The Corner

Education

New York Times Op-Ed Reveals Ideological Bias among University Administrators

My one-time Stanford colleague Samuel J. Abrams, now a professor at Sarah Lawrence College, published a very good op-ed in the New York Times earlier this week. He noted that, while there has been plenty of coverage of the ideological imbalance of university faculty members, almost no attention has been paid to the political views of university administrators.

Abrams conducted a nationally representative survey of 900 college administrators, asking them about their political leanings, and found that on university campuses, liberal staff members outnumber conservative staff members by a 12-to-1 ratio.

He also found a strong ideological imbalance among university administrators across a range of geographic regions and types of universities, as well as some evidence that the imbalance is somewhat worse at private schools and more-selective schools. Interestingly, Abrams’s previous research has found that self-identified liberal faculty members outnumber conservatives by roughly a 6-to-1 margin.  This means that there is actually less ideological diversity among university administrators than there is among faculty. As Abrams concludes, “A fairly liberal student body is being taught by a very liberal professoriate — and socialized by an incredibly liberal group of administrators.”
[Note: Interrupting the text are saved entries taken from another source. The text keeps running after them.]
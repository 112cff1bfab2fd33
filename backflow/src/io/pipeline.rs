//! # Pipeline configuration
//!
//! A [`PipelineConfigurator`] decides how bytes on the wire become items and back. It is invoked
//! once per channel, before the bridge attaches, and may adjust [`ChannelConfig`] on the way.

use bytes::{Bytes, BytesMut};
use tokio_util::codec::{BytesCodec, Decoder, Encoder, LinesCodec, LinesCodecError};

use crate::io::ChannelConfig;

use crate::prelude::*;

/// Configures codec and options of new channels.
pub trait PipelineConfigurator: Send + Sync + 'static {
    /// Inbound item.
    type Read: Send + 'static;
    /// Outbound item.
    type Write: Send + 'static;
    /// Codec translating between bytes and items.
    type Codec: Decoder<Item = Self::Read, Error = Error>
        + Encoder<Self::Write, Error = Error>
        + Send
        + 'static;

    /// Adjusts `config` and creates a codec for a single channel.
    fn configure(&self, config: &mut ChannelConfig) -> Self::Codec;
}

/// Newline-delimited UTF-8 text.
#[derive(Clone, Debug, Default)]
pub struct Lines {
    auto_read: bool,
    eager_input: bool,
    max_length: Option<usize>,
}

impl Lines {
    /// Creates configurator with default channel options.
    pub fn new() -> Self {
        Self::default()
    }

    /// Enables automatic reads.
    pub fn auto_read(mut self, auto_read: bool) -> Self {
        self.auto_read = auto_read;
        self
    }

    /// Registers input subscriber before connection is emitted.
    pub fn eager_input(mut self, eager_input: bool) -> Self {
        self.eager_input = eager_input;
        self
    }

    /// Limits the length of a single line. Longer lines fail with [`Error::Codec`].
    pub fn max_length(mut self, max_length: usize) -> Self {
        self.max_length = Some(max_length);
        self
    }
}

impl PipelineConfigurator for Lines {
    type Read = String;
    type Write = String;
    type Codec = LineCodec;

    fn configure(&self, config: &mut ChannelConfig) -> LineCodec {
        config.set_auto_read(self.auto_read);
        config.set_eager_input(self.eager_input);

        let inner = match self.max_length {
            Some(max_length) => LinesCodec::new_with_max_length(max_length),
            None => LinesCodec::new(),
        };
        LineCodec { inner }
    }
}

/// Codec created by [`Lines`].
#[derive(Debug)]
pub struct LineCodec {
    inner: LinesCodec,
}

impl Decoder for LineCodec {
    type Item = String;
    type Error = Error;

    fn decode(&mut self, src: &mut BytesMut) -> Result<Option<String>> {
        self.inner.decode(src).map_err(line_error)
    }

    fn decode_eof(&mut self, src: &mut BytesMut) -> Result<Option<String>> {
        self.inner.decode_eof(src).map_err(line_error)
    }
}

impl Encoder<String> for LineCodec {
    type Error = Error;

    fn encode(&mut self, item: String, dst: &mut BytesMut) -> Result<()> {
        self.inner.encode(item, dst).map_err(line_error)
    }
}

fn line_error(err: LinesCodecError) -> Error {
    match err {
        LinesCodecError::Io(err) => Error::from(err),
        err => Error::Codec(err.to_string()),
    }
}

/// Raw byte chunks as they arrive from the socket.
#[derive(Clone, Debug, Default)]
pub struct Raw {
    auto_read: bool,
    eager_input: bool,
}

impl Raw {
    /// Creates configurator with default channel options.
    pub fn new() -> Self {
        Self::default()
    }

    /// Enables automatic reads.
    pub fn auto_read(mut self, auto_read: bool) -> Self {
        self.auto_read = auto_read;
        self
    }

    /// Registers input subscriber before connection is emitted.
    pub fn eager_input(mut self, eager_input: bool) -> Self {
        self.eager_input = eager_input;
        self
    }
}

impl PipelineConfigurator for Raw {
    type Read = BytesMut;
    type Write = Bytes;
    type Codec = RawCodec;

    fn configure(&self, config: &mut ChannelConfig) -> RawCodec {
        config.set_auto_read(self.auto_read);
        config.set_eager_input(self.eager_input);
        RawCodec::default()
    }
}

/// Codec created by [`Raw`].
#[derive(Debug, Default)]
pub struct RawCodec {
    inner: BytesCodec,
}

impl Decoder for RawCodec {
    type Item = BytesMut;
    type Error = Error;

    fn decode(&mut self, src: &mut BytesMut) -> Result<Option<BytesMut>> {
        Ok(self.inner.decode(src)?)
    }
}

impl Encoder<Bytes> for RawCodec {
    type Error = Error;

    fn encode(&mut self, item: Bytes, dst: &mut BytesMut) -> Result<()> {
        Ok(self.inner.encode(item, dst)?)
    }
}

#[cfg(test)]
mod pipeline_tests {
    use super::*;

    #[test]
    fn lines_configure_channel() {
        let mut config = ChannelConfig::default();
        Lines::new()
            .auto_read(true)
            .eager_input(true)
            .configure(&mut config);

        assert!(config.auto_read());
        assert!(config.eager_input());
    }

    #[test]
    fn line_codec_reports_oversized_lines() {
        let mut codec = Lines::new()
            .max_length(4)
            .configure(&mut ChannelConfig::default());
        let mut buf = BytesMut::from("abc\nabcdefgh\n");

        assert_eq!(codec.decode(&mut buf).unwrap().unwrap(), "abc");
        assert!(matches!(codec.decode(&mut buf), Err(Error::Codec(_))));
    }

    #[test]
    fn line_codec_flushes_partial_line_at_eof() {
        let mut codec = Lines::new().configure(&mut ChannelConfig::default());
        let mut buf = BytesMut::from("tail");

        assert!(codec.decode(&mut buf).unwrap().is_none());
        assert_eq!(codec.decode_eof(&mut buf).unwrap().unwrap(), "tail");
    }

    #[test]
    fn raw_codec_passes_bytes_through() {
        let mut codec = Raw::new().configure(&mut ChannelConfig::default());
        let mut dst = BytesMut::new();
        codec.encode(Bytes::from_static(b"ping"), &mut dst).unwrap();

        assert_eq!(codec.decode(&mut dst).unwrap().unwrap(), "ping".as_bytes());
    }
}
Abrams’s work raises a very important issue. An ideologically imbalanced university administration may actually be a worse problem than an ideologically imbalanced faculty, because conservative students can more easily avoid hostile professors than they can avoid hostile administrators.

A right-leaning student can usually avoid taking classes with faculty he believes to be biased in the other direction, but if that same student wants to start a chapter of College Republicans or launch a conservative campus newspaper, he has no choice but to deal with his college’s student-activities office. There, a hostile administrator may make it difficult for a conservative student group to obtain campus recognition, receive funding, or plan events. Similarly, students are often assigned to dorms, and it may be logistically difficult to avoid residential programming that they feel is biased or unfair.

Conservatives and libertarians have invested a great deal of effort to improve the ideological diversity of university faculty. Groups such as the Intercollegiate Studies Institute (ISI) and the Institute for Humane Studies (IHS) provide mentoring, training, and resources to aspiring college professors. In a relatively short period of time, Heterodox Academy has done a fine job organizing a diverse group of faculty who seek greater viewpoint diversity on college campuses. The ideological imbalance of university administrators, meanwhile, remains an overlooked problem — one certainly worthy of more attention from conservative writers and academics.

Michael J. New — Michael New is an assistant professor of practice at the Busch School of Business at the Catholic University of America and a senior associate scholar at the Charlotte Lozier Institute.